Records from a data collection:
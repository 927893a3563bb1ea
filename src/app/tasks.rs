use std::sync::{Arc, Mutex};
use tokio::runtime::Handle;
use tokio::task::JoinHandle;

use super::App;
use crate::analysis::ProjectService;

/// Runs service requests in the background and applies their outcomes to the
/// shared [`App`].
///
/// `begin_*` transitions happen synchronously on the caller's `&mut App`
/// (the UI already holds the lock); completions re-acquire the lock after the
/// request finishes, so the lock is never held across an await.
#[derive(Clone)]
pub struct Dispatcher {
    app: Arc<Mutex<App>>,
    service: Arc<dyn ProjectService>,
    runtime: Handle,
    repaint: Option<egui::Context>,
}

impl Dispatcher {
    pub fn new(app: Arc<Mutex<App>>, service: Arc<dyn ProjectService>, runtime: Handle) -> Self {
        Self {
            app,
            service,
            runtime,
            repaint: None,
        }
    }

    /// Request a repaint of `ctx` whenever a request completes.
    pub fn with_repaint(mut self, ctx: egui::Context) -> Self {
        self.repaint = Some(ctx);
        self
    }

    pub fn app(&self) -> &Arc<Mutex<App>> {
        &self.app
    }

    /// Analyze the repository currently selected in `app`.
    pub fn analyze(&self, app: &mut App) -> JoinHandle<()> {
        let (token, id) = app.begin_analysis();
        let this = self.clone();

        self.runtime.spawn(async move {
            let outcome = this.service.fetch_analysis(&id).await;
            this.apply(|app| {
                app.complete_analysis(token, outcome);
            });
        })
    }

    /// Fetch recommendations if the recommendations tab needs them.
    pub fn refresh_recommendations(&self, app: &mut App) -> Option<JoinHandle<()>> {
        let (token, id) = app.begin_recommendations()?;
        let this = self.clone();

        Some(self.runtime.spawn(async move {
            let outcome = this.service.fetch_recommendations(&id).await;
            this.apply(|app| {
                app.complete_recommendations(token, outcome);
            });
        }))
    }

    /// Probe the health endpoint and record the API status.
    pub fn check_health(&self) -> JoinHandle<()> {
        let this = self.clone();

        self.runtime.spawn(async move {
            let outcome = this.service.check_health().await;
            this.apply(|app| app.set_api_status(outcome));
        })
    }

    fn apply(&self, update: impl FnOnce(&mut App)) {
        match self.app.lock() {
            Ok(mut app) => update(&mut app),
            Err(e) => {
                log::error!("Failed to acquire app lock: {}", e);
                return;
            }
        }
        if let Some(ctx) = &self.repaint {
            ctx.request_repaint();
        }
    }
}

▶ _Task description_:
Find the number of lines in the records that contain "lock", and write that number only.

▶ _Response to the task_:
4